I’m assuming you are training for something serious/seriously training since Apple Watch is usually sufficient for more steady state working out.


I had the Garmin first, and a colleague recommended whoop specifically for sleep / recovery tracking. I got the apple watch as a gift, which has since taken over most things because of the wonder WorkOutdoors app :)


What's wrong with being a niche product?


In the electronics field, a niche project means less economies of scale, a much high COGS and a higher final pricepoint.


Nothing. People just expect things to be magically cheap, fast and high quality or it's somehow unviable, unless Apple (or other massive brand) do it.

I think the same people maybe don't even understand why someone might want a high quality product, and be willing to pay for it.


You can't be a small player with hardware when big players exist in the same category. Customers start to ask why the watch costs as much as an Apple Watch but contains an 8th of the features.


Nothing, but I don't think that was the company's aspirations.


Often a competitor entering the market increases the overall market for everyone. Pebble definitely could have survived as the high-battery life minimal alternative to the Apple watch and obviously be well ahead of whatever was going on with Android watches.


This is a bit of a difficult comparison. Apple also spent orders of magnitude more on marketing the product. Probably an order of magnitude more developing it.

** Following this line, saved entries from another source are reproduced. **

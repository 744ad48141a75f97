// ErrorCat Rollbar adapter
// Implements ReportSink from errorcat-core (Hexagonal Architecture)

pub mod config;
mod item;
pub mod sink;

pub use config::RollbarConfig;
pub use sink::RollbarSink;

use errorcat_core::port::SinkError;
use errorcat_core::{ErrorCat, ReporterConfig};
use std::sync::Arc;

/// Build a facade wired to Rollbar
///
/// # Example
/// ```text
/// let cat = errorcat_infra_rollbar::error_cat(
///     RollbarConfig::new("token").environment("production"),
///     ReporterConfig::default(),
/// )?;
/// ```
pub fn error_cat(config: RollbarConfig, reporter: ReporterConfig) -> Result<ErrorCat, SinkError> {
    let sink = RollbarSink::new(config)?;
    Ok(ErrorCat::with_config(Arc::new(sink), reporter))
}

No one is suggesting Pebble did anything wrong. But that they had been rapidly crushed by Apple and it was clear the company had no future.


My point was you had to take those factors together. Yes, they had a smaller market, but they were also spending far less to have that market. It may have been doable.

Edit: consider, by market size alone, fountain pens probably shouldn't exist anymore; per that argument.


I don't see why. There are billions of people around the world who own phones, and certainly not all of them are iPhones.